Florida governor moves state into phase 3 reopening

Gov. Ron DeSantis announced at a Sept. 25 press conference that the state is moving into phase 3 of its recovery plan. The biggest change is that restaurants are now allowed to operate at full capacity.

ST. PETERSBURG — Gov. Ron DeSantis chose the Birchwood hotel in St. Petersburg as the site for a Sept. 25 press conference to announce that the state was moving into phase 3 of his “Safe. Smart. Step-by-Step Plan” for reopening the state’s economy effective immediately.

Florida’s restaurants are the biggest beneficiary of the new order that allows them to open at full capacity. In addition, DeSantis will be issuing an executive order that requires local governments to allow restaurants to operate at a minimum of 50% capacity. Restrictions that reduce operating capacity below 100% must be justified.

The governor said the state’s economy had been slower to recover due in part to local restrictions. He said the restaurant industry had been hit very hard. He believes that orders the government puts in place are less effective than measures restaurants would use to make their customers confident that they were a safe place to dine.

He said it is time to lift restrictions.

“We are saying in the state of Florida everybody has an opportunity and the right to work,” DeSantis said. “Every business has the right to operate.”

Carol Dover, president and CEO of the Florida Restaurant and Lodging Association, joined the governor at the press conference.

“Florida’s hospitality industry has been decimated by COVID-19,” she said. “This has been a crisis like we have never seen before. Businesses have closed, and more than 336,000 people have lost work in our industry. The effects on our local and state economy have been significant.”

According to the recent unemployment report from the state Department of Economic Opportunity, the industry losing the most jobs over the year in the Tampa-St. Petersburg-Clearwater Metropolitan Statistical Area was leisure and hospitality with a loss of 34,400 jobs.

JT Corrales, director of business development at Crabby Bills, thanked the governor for his help.

“Today is a big step for us in the restaurant industry in the road to recovery. I think this gives us a real fighting chance.”

Bars will remain at status quo for now. DeSantis said any decision to allow them to operate at a capacity above 50% would be a local decision.

DeSantis justified moving into phase 3 by pointing to the significant decline in COVID-19 cases and positivity rates since July. He said experts are confident that hospitals can respond to any future increases. He said hospitals now had too much capacity and encouraged those that have not sought out treatment to do so.

He encouraged parents to take their children in for their immunizations. He is concerned about the impact of the pandemic on mental health and the fight against opioid addiction.

He said focusing on only one pathogen was an ineffective public health strategy.

Moving into phase 3 will have little effect on other industries that are now operating with only minimum restrictions. All industries must continue to use sanitation measures and minimum social distancing. DeSantis supports allowing fans to attend sporting events, including Tampa Bay Buccaneers games; however, he said that decision was up to the league.

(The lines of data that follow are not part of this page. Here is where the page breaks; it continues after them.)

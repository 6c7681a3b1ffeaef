pub mod analyzer;
pub mod database;
pub mod metrics;
pub mod store;

pub use analyzer::analyze;
pub use database::MongoAnalysisStore;
pub use metrics::{get_metrics, init_metrics};
pub use store::{AnalysisStore, InMemoryAnalysisStore};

He said there is little evidence to show that outdoor transmission of COVID-19 is a major concern. He wants to show that the state is able to host the Super Bowl in February. The governor said musicians should be able to perform in front of an audience, especially in outdoor venues.

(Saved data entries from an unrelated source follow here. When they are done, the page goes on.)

use crate::dtos::{AnalysisResponse, HistoryParams, HistoryResponse, TextParams};
use crate::models::AnalysisDocument;
use crate::services::analyze;
use crate::services::metrics::record_analysis;
use crate::services::store::{
    clamp_limit, DEFAULT_HISTORY_LIMIT, MAX_HISTORY_LIMIT, MIN_HISTORY_LIMIT,
};
use crate::startup::AppState;
use axum::{
    body::Bytes,
    extract::{Query, State},
    Json,
};
use chrono::Utc;
use serde_json::json;
use service_core::error::AppError;

/// `GET|POST /api/TextAnalyzer`
///
/// Text comes from `?text=` or, failing that, a JSON body `{"text": ...}`.
/// The analysis is returned even when it could not be stored.
pub async fn analyze_text(
    State(state): State<AppState>,
    query: Option<Query<TextParams>>,
    body: Bytes,
) -> Result<Json<AnalysisResponse>, AppError> {
    tracing::info!("Text analysis requested");

    let query_text = query.and_then(|Query(params)| params.text);
    let text = resolve_text(query_text, &body).ok_or_else(missing_text)?;

    let analysis = analyze(&text);
    let document = AnalysisDocument::new(text, analysis, Utc::now());

    let persisted = match state.store.save(&document).await {
        Ok(()) => {
            tracing::info!(document_id = %document.id, "Saved analysis");
            true
        }
        Err(e) => {
            tracing::error!(document_id = %document.id, error = %e, "Failed to save analysis");
            false
        }
    };
    record_analysis(persisted);

    Ok(Json(AnalysisResponse::from(&document)))
}

/// `GET /api/GetAnalysisHistory`
pub async fn analysis_history(
    State(state): State<AppState>,
    query: Option<Query<HistoryParams>>,
) -> Result<Json<HistoryResponse>, AppError> {
    let raw_limit = query.and_then(|Query(params)| params.limit);
    let limit = parse_limit(raw_limit.as_deref());
    tracing::info!(limit = limit, "Analysis history requested");

    let results = state.store.query(limit).await.map_err(|e| {
        tracing::error!(error = %e, "Failed to get history");
        AppError::RetrievalError("Failed to retrieve history".to_string(), anyhow::Error::new(e))
    })?;

    let results: Vec<AnalysisResponse> = results.into_iter().map(AnalysisResponse::from).collect();

    Ok(Json(HistoryResponse {
        count: results.len(),
        results,
    }))
}

/// Query text wins unless it is empty. An unreadable body counts as no body.
fn resolve_text(query_text: Option<String>, body: &[u8]) -> Option<String> {
    if let Some(text) = query_text.filter(|t| !t.is_empty()) {
        return Some(text);
    }

    let value: serde_json::Value = serde_json::from_slice(body).ok()?;
    value
        .get("text")
        .and_then(|t| t.as_str())
        .filter(|t| !t.is_empty())
        .map(str::to_string)
}

fn missing_text() -> AppError {
    AppError::MissingInput {
        message: "No text provided".to_string(),
        how_to_use: json!({
            "option1": "Add ?text=YourText to the URL",
            "option2": "Send a POST request with JSON body: {\"text\": \"Your text here\"}"
        }),
    }
}

/// Lenient `limit` parsing: default when absent or not an integer, clamped
/// otherwise. Integers too wide for `i64` clamp by sign.
pub fn parse_limit(raw: Option<&str>) -> i64 {
    let Some(raw) = raw else {
        return DEFAULT_HISTORY_LIMIT;
    };
    let trimmed = raw.trim();

    match trimmed.parse::<i64>() {
        Ok(limit) => clamp_limit(limit),
        Err(_) => {
            let digits = trimmed.strip_prefix(['+', '-']).unwrap_or(trimmed);
            if !digits.is_empty() && digits.bytes().all(|b| b.is_ascii_digit()) {
                if trimmed.starts_with('-') {
                    MIN_HISTORY_LIMIT
                } else {
                    MAX_HISTORY_LIMIT
                }
            } else {
                DEFAULT_HISTORY_LIMIT
            }
        }
    }
}

#[cfg(test)]
mod tests {
    use super::*;

    #[test]
    fn limit_defaults_to_ten() {
        assert_eq!(parse_limit(None), 10);
        assert_eq!(parse_limit(Some("")), 10);
        assert_eq!(parse_limit(Some("abc")), 10);
        assert_eq!(parse_limit(Some("5.5")), 10);
    }

    #[test]
    fn limit_is_clamped() {
        assert_eq!(parse_limit(Some("0")), 1);
        assert_eq!(parse_limit(Some("-3")), 1);
        assert_eq!(parse_limit(Some("101")), 100);
        assert_eq!(parse_limit(Some("25")), 25);
    }

    #[test]
    fn limit_accepts_whitespace_and_sign() {
        assert_eq!(parse_limit(Some(" 7 ")), 7);
        assert_eq!(parse_limit(Some("+4")), 4);
    }

    #[test]
    fn oversized_limits_clamp_by_sign() {
        assert_eq!(parse_limit(Some("99999999999999999999999")), 100);
        assert_eq!(parse_limit(Some("-99999999999999999999999")), 1);
    }

    #[test]
    fn query_text_takes_precedence() {
        let body = br#"{"text": "from body"}"#;
        assert_eq!(
            resolve_text(Some("from query".to_string()), body),
            Some("from query".to_string())
        );
    }

    #[test]
    fn empty_query_text_falls_back_to_body() {
        let body = br#"{"text": "from body"}"#;
        assert_eq!(
            resolve_text(Some(String::new()), body),
            Some("from body".to_string())
        );
    }

    #[test]
    fn unusable_bodies_yield_no_text() {
        assert_eq!(resolve_text(None, b""), None);
        assert_eq!(resolve_text(None, b"not json"), None);
        assert_eq!(resolve_text(None, br#"["text"]"#), None);
        assert_eq!(resolve_text(None, br#"{"text": 42}"#), None);
        assert_eq!(resolve_text(None, br#"{"text": ""}"#), None);
    }
}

If there is an increase in COVID-19 cases in the future, the state had the tools to deal with it without imposing a shutdown, DeSantis said. He said so far no place had experienced a second wave, but if it happens, the state is prepared.

DeSantis will continue to focus on protections for the state’s most vulnerable, including seniors and those with chronic medical conditions.

He said the virus isn’t expected to go away, even after a vaccine become available, so it is important to continue to put resources towards the state’s long-term care facilities and nursing homes.

“The fact that we’re continuing to move forward with the economy doesn’t mean the virus had disappeared,” he said.